La trêve ne tiendra pas, dit un chef rebelle d'Alep

le , mis à jour à 14:25
0
 (Ajoute précisions sur les combats, situation à Alep) 
    BEYROUTH, 17 septembre (Reuters) - La trêve négociée par les 
Etats-Unis et la Russie et entrée en vigueur lundi en Syrie ne 
tiendra pas, a assuré samedi un représentant de l'opposition 
armée à Alep, alors que les violations se multiplient.  
    Moscou, dont l'aviation appuie l'armée syrienne, et 
Washington, qui soutient des rebelles jugés modérés, ont tous 
deux exprimé vendredi l'intention de prolonger ce cessez-le-feu 
précaire.   
    Leur accord prévoit notamment l'acheminement d'aide 
humanitaire dans les quartiers orientaux d'Alep, tenus par les 
insurgés, et dans d'autres localités assiégées par les forces 
progouvernementales, mais aucun convoi n'est encore arrivé à 
destination.   
    "La trêve, comme nous l'avons (...) dit au département 
d'Etat, ne tiendra pas", a affirmé le chef rebelle d'Alep, 
soulignant le fait que les camions de l'Onu attendent toujours 
le feu vert de Damas pour gagner la ville.  

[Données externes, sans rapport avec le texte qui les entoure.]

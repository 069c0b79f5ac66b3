use hw_model::DeviceStatus;
use prometheus::{Gauge, Registry};

use crate::{error::MetricsError, gauge::register_gauge};

/// One exported device field: gauge name, help text and the field it mirrors.
#[derive(Debug, Clone, Copy)]
pub struct GaugeSpec {
    pub name: &'static str,
    pub help: &'static str,
    pub read: fn(&DeviceStatus) -> f64,
}

/// Device fields exported as gauges, copied verbatim.
pub const DEVICE_GAUGES: &[GaugeSpec] = &[
    GaugeSpec {
        name: "homewizard_wifi_strength_decibels",
        help: "strength of WIFI signal for homewizard in decibels",
        read: |s| s.wifi_strength,
    },
    GaugeSpec {
        name: "homewizard_active_power_watts",
        help: "current (total) usage of power measured in watts (W)",
        read: |s| s.active_power_w,
    },
    GaugeSpec {
        name: "homewizard_active_power_l1_watts",
        help: "current (L1) usage of power measured in watts (W)",
        read: |s| s.active_power_l1_w,
    },
    GaugeSpec {
        name: "homewizard_active_power_l2_watts",
        help: "current (L2) usage of power measured in watts (W)",
        read: |s| s.active_power_l2_w,
    },
    GaugeSpec {
        name: "homewizard_active_power_l3_watts",
        help: "current (L3) usage of power measured in watts (W)",
        read: |s| s.active_power_l3_w,
    },
    GaugeSpec {
        name: "homewizard_any_power_fail_count",
        help: "number of power failures measured by P1",
        read: |s| s.any_power_fail_count,
    },
    GaugeSpec {
        name: "homewizard_long_power_fail_count",
        help: "number of long power failures measured by P1",
        read: |s| s.long_power_fail_count,
    },
    GaugeSpec {
        name: "homewizard_gas_m3_total",
        help: "total usage of gas reported by the gas meter in m3",
        read: |s| s.total_gas_m3,
    },
];

/// The [`DEVICE_GAUGES`] set registered against one registry.
///
/// Gauges stay at zero until [`DeviceGauges::apply`] is called, so a failed
/// probe still exposes the full metric set.
pub struct DeviceGauges {
    gauges: Vec<(&'static GaugeSpec, Gauge)>,
}

impl DeviceGauges {
    pub fn register(registry: &Registry) -> Result<Self, MetricsError> {
        let gauges = DEVICE_GAUGES
            .iter()
            .map(|spec| register_gauge(registry, spec.name, spec.help).map(|g| (spec, g)))
            .collect::<Result<Vec<_>, _>>()?;

        Ok(Self { gauges })
    }

    /// Copy every mapped field of `status` into its gauge.
    pub fn apply(&self, status: &DeviceStatus) {
        for (spec, gauge) in &self.gauges {
            gauge.set((spec.read)(status));
        }
    }

    #[cfg(test)]
    fn value(&self, name: &str) -> Option<f64> {
        self.gauges
            .iter()
            .find(|(spec, _)| spec.name == name)
            .map(|(_, gauge)| gauge.get())
    }
}

#[cfg(test)]
mod tests {
    use super::*;

    fn sample() -> DeviceStatus {
        DeviceStatus {
            wifi_strength: -45.0,
            active_power_w: 1200.5,
            active_power_l1_w: 400.25,
            active_power_l2_w: 500.0,
            active_power_l3_w: 300.25,
            any_power_fail_count: 3.0,
            long_power_fail_count: 1.0,
            total_gas_m3: 2569.646,
            voltage_sag_l1_count: 99.0,
            ..Default::default()
        }
    }

    #[test]
    fn table_has_unique_names() {
        let mut names: Vec<_> = DEVICE_GAUGES.iter().map(|s| s.name).collect();
        names.sort_unstable();
        names.dedup();
        assert_eq!(names.len(), DEVICE_GAUGES.len());
        assert_eq!(DEVICE_GAUGES.len(), 8);
    }

    #[test]
    fn registers_all_gauges_at_zero() {
        let registry = Registry::new();
        let gauges = DeviceGauges::register(&registry).unwrap();

        assert_eq!(registry.gather().len(), DEVICE_GAUGES.len());
        for spec in DEVICE_GAUGES {
            assert_eq!(gauges.value(spec.name), Some(0.0), "{}", spec.name);
        }
    }

    #[test]
    fn apply_copies_fields_verbatim() {
        let registry = Registry::new();
        let gauges = DeviceGauges::register(&registry).unwrap();
        gauges.apply(&sample());

        assert_eq!(gauges.value("homewizard_wifi_strength_decibels"), Some(-45.0));
        assert_eq!(gauges.value("homewizard_active_power_watts"), Some(1200.5));
        assert_eq!(gauges.value("homewizard_active_power_l1_watts"), Some(400.25));
        assert_eq!(gauges.value("homewizard_active_power_l2_watts"), Some(500.0));
        assert_eq!(gauges.value("homewizard_active_power_l3_watts"), Some(300.25));
        assert_eq!(gauges.value("homewizard_any_power_fail_count"), Some(3.0));
        assert_eq!(gauges.value("homewizard_long_power_fail_count"), Some(1.0));
        assert_eq!(gauges.value("homewizard_gas_m3_total"), Some(2569.646));
    }

    #[test]
    fn unknown_name_has_no_value() {
        let registry = Registry::new();
        let gauges = DeviceGauges::register(&registry).unwrap();
        assert_eq!(gauges.value("homewizard_voltage_sag_l1_count"), None);
    }

    #[test]
    fn registries_are_independent() {
        let first = Registry::new();
        let second = Registry::new();
        let a = DeviceGauges::register(&first).unwrap();
        let b = DeviceGauges::register(&second).unwrap();

        a.apply(&sample());

        assert_eq!(a.value("homewizard_active_power_watts"), Some(1200.5));
        assert_eq!(b.value("homewizard_active_power_watts"), Some(0.0));
    }
}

    "Une partie (la Russie) qui mène la guerre contre un peuple 
ne peut pas essayer d'obtenir une trêve et il n'est pas non plus 
possible qu'elle parraine cet accord alors qu'elle bombarde jour 
et nuit, tandis que, de l'autre côté, l'autre partie - à savoir 
les Etats-Unis - est spectatrice", a-t-il poursuivi.  

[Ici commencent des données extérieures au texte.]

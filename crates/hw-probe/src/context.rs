use std::{future::Future, time::Duration};

use tokio::time::{Instant, sleep_until};
use tokio_util::sync::{CancellationToken, DropGuard};

use crate::error::ProbeError;

/// Cancellation scope of one scrape.
///
/// Canceled when the parent token is canceled (server shutdown) or when
/// [`ProbeContext::cancel`] is called, and expires at a fixed deadline.
#[derive(Debug, Clone)]
pub struct ProbeContext {
    token: CancellationToken,
    deadline: Instant,
}

impl ProbeContext {
    pub fn new(parent: &CancellationToken, timeout: Duration) -> Self {
        Self {
            token: parent.child_token(),
            deadline: Instant::now() + timeout,
        }
    }

    pub fn cancel(&self) {
        self.token.cancel();
    }

    pub fn is_cancelled(&self) -> bool {
        self.token.is_cancelled()
    }

    /// Guard that cancels this context when dropped, e.g. together with the
    /// request future when the scraper disconnects.
    pub fn cancel_on_drop(&self) -> DropGuard {
        self.token.clone().drop_guard()
    }

    /// Drive `fut` until it completes, the context is canceled, or the
    /// deadline passes, whichever happens first.
    pub async fn run<F, T>(&self, fut: F) -> Result<T, ProbeError>
    where
        F: Future<Output = Result<T, ProbeError>>,
    {
        tokio::select! {
            biased;
            _ = self.token.cancelled() => Err(ProbeError::Canceled),
            _ = sleep_until(self.deadline) => Err(ProbeError::DeadlineExceeded),
            res = fut => res,
        }
    }
}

    Moscou, qui accuse également les rebelles de violer les 
termes de l'accord, invite Washington à faire davantage pour 
qu'ils respectent la trêve et à distinguer les modérés des 
djihadistes, qui ne sont pas concernés par le cessez-le-feu. 
    "Nos partenaires (les Etats-Unis) appellent à l'ouverture et 
à la transparence (...) mais ils ne respectent pas ce postulat", 
a estimé samedi Vladimir Poutine, à Bichkek, où se tient un 
sommet de la Communauté des États indépendants (CEI).  
    "C'est à cause des difficultés qu'ils rencontrent (...), 
pour faire la différence entre les composantes légitimes de 
l'opposition et les demi-criminels (...) Mais nous sommes plus 
positifs que négatifs et espérons que les promesses (des 
Américains) seront tenues", a ajoute le président russe. 
     
    COMBATS CONTRE L'EI 
    Le principal point de discorde entre les deux camps concerne 
l'acheminement de l'aide à Alep, divisée entre quartiers tenus 
par le gouvernement et quartiers tenus par les rebelles. Les 
forces syriennes encerclent la zone rebelle, prenant au piège 
300.000 civils qui ne sont plus ravitaillés en nourriture.  
    Les parties au conflit s'accusent de ne pas avoir évacué la 
route Castello, par laquelle l'aide doit être acheminée.    
    Vendredi après-midi, le ministère russe de la Défense a 
affirmé que l'armée syrienne avait quitté ses positions dans 
cette zone destinée à être démilitarisée, avant d'indiquer 
quelques minutes plus tard qu'elle y était revenue après avoir 
été "attaquée par les rebelles".     
    "Il n'y a aucun changement", a constaté samedi Zakaria 
Malahifji, porte-parole d'un groupe rebelle à Alep.  
    Sur le terrain, des raids aériens ont visé dans la nuit des 
positions rebelles à Maarat al Nouman, à Sarakeb et à Khan 
Cheïkhoun, dans la province d'Idlib, rapporte l'Observatoire 
syrien des droits de l'homme.  
    D'autres bombardements et des combats ont eu lieu dans la 
Ghouta orientale, ainsi qu'au nord de Homs, à l'est de Hama, au 
sud d'Alep et dans la province de Deraa, ajoute-t-il. 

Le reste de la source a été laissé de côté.